Op- en neergang van het scheldwoord ‘mispunt’
Geplaatst op: 9 augustus 2014 Hoort bij: autobio, Taal 2 reactiesDoor al dat gedonder met ISIS in Noord-Irak, schiet me weer het scheldwoord ‘mispunt’ in de zin. Mijn moeder maakte me er nogal eens voor uit, in mijn jonge jaren. Heb het nu echter allang niet meer horen bezigen. Het lijkt warempel wel uit de tijd.
Een woordenboekenagregaat op interner geeft als synoniemen voor mispunt onder meer: akelig kind, meisje of mens, vervelend en onuitstaanbaar persoon, beroerling, ellendeling, etterbak, fluim, klier, kreng, kwal, lammeling, lummel, misbaksel, naarling, stuk ongeluk, ploert, rotzak, sekreet en schoft. Het zal je maar gezegd worden, dat mispunt!
Echt heel oud lijkt het woord niet, in deze negatieve strekking voor personen. Het WNT gaf in 1906 ook nog als eerste woordverklaring:
“term in het biljartspel: een stoot waarbij men geen der ballen raakt, en daardoor zijne tegenpartij een punt bezorgt.”
Hoewel het WNT elders legio middeleeuwse, zestiende-, zeventiende- en achttiende-eeuwse voorbeeldzinnen aanhaalt, neemt het inzake ‘mispunt’ zijn toevlucht tot een werk van Beets uit 1839. Voor de tweede, overdrachtelijke betekenis in de zin van het scheldwoord, komt de adstructie uit iets later werk van Jan Gouverneur. Hoe dan ook waaide de term over uit het biljartspel, dat zich pas in de negentiende eeuw ontwikkelde van een aristocratische tot een populaire liefhebberij.

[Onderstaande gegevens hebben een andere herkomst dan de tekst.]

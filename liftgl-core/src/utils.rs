use std::ffi::OsStr;
use std::fs::File;
use std::io::{BufReader, Read};
use std::path::Path;

use anyhow::{Context, Result};
use flate2::read::MultiGzDecoder;

///
/// Get a reader for either a gzip'd or non-gzip'd file.
///
/// # Arguments
///
/// - path: path to the file to read
///
pub fn get_dynamic_reader(path: &Path) -> Result<BufReader<Box<dyn Read>>> {
    let is_gzipped = path.extension() == Some(OsStr::new("gz"));
    let file = File::open(path).with_context(|| format!("Failed to open file: {:?}", path))?;
    let file: Box<dyn Read> = match is_gzipped {
        true => Box::new(MultiGzDecoder::new(file)),
        false => Box::new(file),
    };

    Ok(BufReader::new(file))
}

/// Strip the `HLA-` prefix from an allele token, if present.
pub fn strip_hla_prefix(allele: &str) -> Option<&str> {
    allele.strip_prefix(crate::consts::HLA_PREFIX)
}
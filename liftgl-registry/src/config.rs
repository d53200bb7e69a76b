use std::fs::read_to_string;
use std::path::Path;

use serde::{Deserialize, Serialize};
use thiserror::Error;

///
/// Configuration of a [`crate::service::LiftoverService`], read from a TOML file.
///
/// ```toml
/// table = "Allelelist_history.txt"
/// registry = "http://gl.nmdp.org"
/// namespace = "imgt-hla"
/// target_version = "3.25.0"
/// timeout_secs = 30
/// ```
///
#[derive(Deserialize, Serialize, Debug, PartialEq)]
pub struct LiftoverConfig {
    /// allele history path, relative to the config file
    pub table: String,
    pub registry: Option<String>,
    pub namespace: Option<String>,
    pub target_version: Option<String>,
    pub timeout_secs: Option<u64>,
}

#[derive(Error, Debug)]
pub enum LiftoverConfigError {
    #[error(transparent)]
    Io(#[from] std::io::Error),
    #[error(transparent)]
    Toml(#[from] toml::de::Error),
}

pub type LiftoverConfigResult<T> = std::result::Result<T, LiftoverConfigError>;

impl TryFrom<&Path> for LiftoverConfig {
    type Error = LiftoverConfigError;

    fn try_from(path: &Path) -> LiftoverConfigResult<Self> {
        let toml_str = read_to_string(path)?;
        let config = toml::from_str(&toml_str)?;
        Ok(config)
    }
}
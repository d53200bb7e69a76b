/// Prefix carried by every allele token in a GL String, but not by the allele history cells.
pub const HLA_PREFIX: &str = "HLA-";

/// Rendering of a stable identifier that has no allele name in the target version.
///
/// It is the stringified "missing value" of the history table with the `HLA-` prefix
/// attached, so the normalizer can remove dropped alleles with a single rule.
pub const MISSING_ALLELE: &str = "HLA-nan";

/// All GL String delimiters, broadest scope first.
pub const DELIMITERS: [char; 5] = ['^', '|', '+', '~', '/'];

pub const DEFAULT_TARGET_VERSION: &str = "3.25.0";
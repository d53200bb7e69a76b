use std::borrow::Cow;

use fxhash::FxHashSet as HashSet;

use crate::delimiter::is_delimiter;

///
/// Split a GL String into the distinct allele tokens it references.
///
/// Repeated alleles (e.g. a homozygous genotype) are returned once, in the order they first
/// appear. An empty or delimiter-only string yields the empty token, which no table lookup
/// will ever match.
///
/// # Arguments:
/// - `glstring`: the GL String to split
///
pub fn tokenize(glstring: &str) -> Vec<&str> {
    let mut seen = HashSet::default();
    glstring
        .split(is_delimiter)
        .filter(|token| seen.insert(*token))
        .collect()
}

///
/// Rebuild a GL String, replacing every token with `replace(token)` and copying the
/// delimiters between tokens verbatim.
///
/// Tokens are replaced by span, so a token never matches inside a longer token
/// (`HLA-A*01:01` is left alone within `HLA-A*01:01:01`).
///
pub fn substitute_tokens<'a, F>(glstring: &'a str, mut replace: F) -> String
where
    F: FnMut(&'a str) -> Cow<'a, str>,
{
    let mut out = String::with_capacity(glstring.len());
    let mut start = 0;

    for (i, c) in glstring.char_indices() {
        if is_delimiter(c) {
            out.push_str(&replace(&glstring[start..i]));
            out.push(c);
            start = i + c.len_utf8();
        }
    }
    out.push_str(&replace(&glstring[start..]));

    out
}
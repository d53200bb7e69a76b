use thiserror::Error;

#[derive(Error, Debug)]
pub enum LiftoverError {
    #[error("Can't read allele table {path}: {reason}")]
    TableLoad { path: String, reason: String },

    #[error("Malformed allele table at line {line}: {reason}")]
    MalformedTable { line: usize, reason: String },

    #[error("{id} appears on more than one row of the allele table")]
    DuplicateIdentifier { id: String },

    #[error("Invalid IMGT/HLA version: {0}. Expected three dotted fields, e.g. 3.25.0")]
    InvalidVersion(String),

    #[error("IMGT/HLA version {0} is not present in the allele table")]
    UnknownVersion(String),

    #[error("{allele} does not exist in IMGT/HLA ver {version}")]
    AlleleNotFound { allele: String, version: String },

    #[error("{allele} has more than one id: {}", ids.join(", "))]
    AmbiguousAllele { allele: String, ids: Vec<String> },

    #[error("Empty target GL String, all alleles dropped")]
    EmptyTarget,

    #[error(transparent)]
    Io(#[from] std::io::Error),
}

pub type Result<T> = std::result::Result<T, LiftoverError>;
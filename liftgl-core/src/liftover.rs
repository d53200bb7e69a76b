use log::{debug, warn};

use crate::errors::{LiftoverError, Result};
use crate::mapper::to_ids;
use crate::normalize::clean;
use crate::render::{dropped_ids, to_target};
use crate::resource::{ResourceType, classify};
use crate::table::AlleleTable;
use crate::version::VersionKey;

/// Result of lifting one GL String, including the intermediate identifier form.
#[derive(Debug, Clone, PartialEq, Eq)]
pub struct LiftedGl {
    pub source_gl: String,
    pub id_gl: String,
    pub target_gl: String,
    pub resource: ResourceType,
    /// Identifiers that have no allele name in the target release.
    pub dropped: Vec<String>,
}

/// Lifts GL Strings from one IMGT/HLA release to another.
pub struct Liftover<'t> {
    table: &'t AlleleTable,
    source: VersionKey,
    target: VersionKey,
}

impl<'t> Liftover<'t> {
    ///
    /// Create a liftover between two releases of `table`.
    ///
    /// # Arguments:
    /// - `table`: the allele history
    /// - `source`: dotted release the input GL Strings are written in, e.g. `3.20.0`
    /// - `target`: dotted release to lift to, e.g. `3.25.0`
    ///
    pub fn new(table: &'t AlleleTable, source: &str, target: &str) -> Result<Self> {
        let source = VersionKey::from_dotted(source)?;
        let target = VersionKey::from_dotted(target)?;

        for version in [&source, &target] {
            if !table.has_version(version) {
                return Err(LiftoverError::UnknownVersion(version.label().to_string()));
            }
        }

        Ok(Liftover {
            table,
            source,
            target,
        })
    }

    pub fn source(&self) -> &VersionKey {
        &self.source
    }

    pub fn target(&self) -> &VersionKey {
        &self.target
    }

    ///
    /// Lift a GL String to the target release.
    ///
    /// # Returns:
    /// - the lifted GL String, or `EmptyTarget` if every allele was dropped
    ///
    pub fn lift(&self, glstring: &str) -> Result<LiftedGl> {
        debug!(
            "gl = {}, source = {}, target = {}",
            glstring, self.source, self.target
        );

        let resource = classify(glstring);
        let id_gl = to_ids(glstring, &self.source, self.table)?;
        let raw = to_target(&id_gl, &self.target, self.table);
        let target_gl = clean(&raw);

        let dropped = dropped_ids(&id_gl, &self.target, self.table);
        if !dropped.is_empty() {
            warn!(
                "{} not present in IMGT/HLA ver {}, dropped from target GL String",
                dropped.join(", "),
                self.target
            );
        }

        if target_gl.is_empty() {
            return Err(LiftoverError::EmptyTarget);
        }

        Ok(LiftedGl {
            source_gl: glstring.to_string(),
            id_gl,
            target_gl,
            resource,
            dropped,
        })
    }
}

///
/// Lift a single GL String from `source` to `target`.
///
/// # Arguments:
/// - `glstring`: GL String of allele names valid in `source`
/// - `source`: dotted source release
/// - `target`: dotted target release
/// - `table`: the allele history
///
pub fn liftover(glstring: &str, source: &str, target: &str, table: &AlleleTable) -> Result<String> {
    let lifted = Liftover::new(table, source, target)?.lift(glstring)?;
    Ok(lifted.target_gl)
}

Men kan dus een opgang en een neergang in het gebruik van de term vermoeden. Om die in kaart te brengen, ging ik te rade bij de krantendatabanken Krant van Toen en Delpher, de eerste voor de Leeuwarder Courant vanaf 1753 en het Nieuwsblad van het Noorden vanaf 1970, en de tweede voor het Nieuwsblad tot 1970. Het aantal keren dat in beide kranten het woord mispunt viel, heb ik vervolgens per decennium bij elkaar opgeteld:

Frequentie van de term ‘mispunt’ in de Leeuwarder Courant, het Nieuwsblad van het Noorden en beide kranten samen, per tien jaar.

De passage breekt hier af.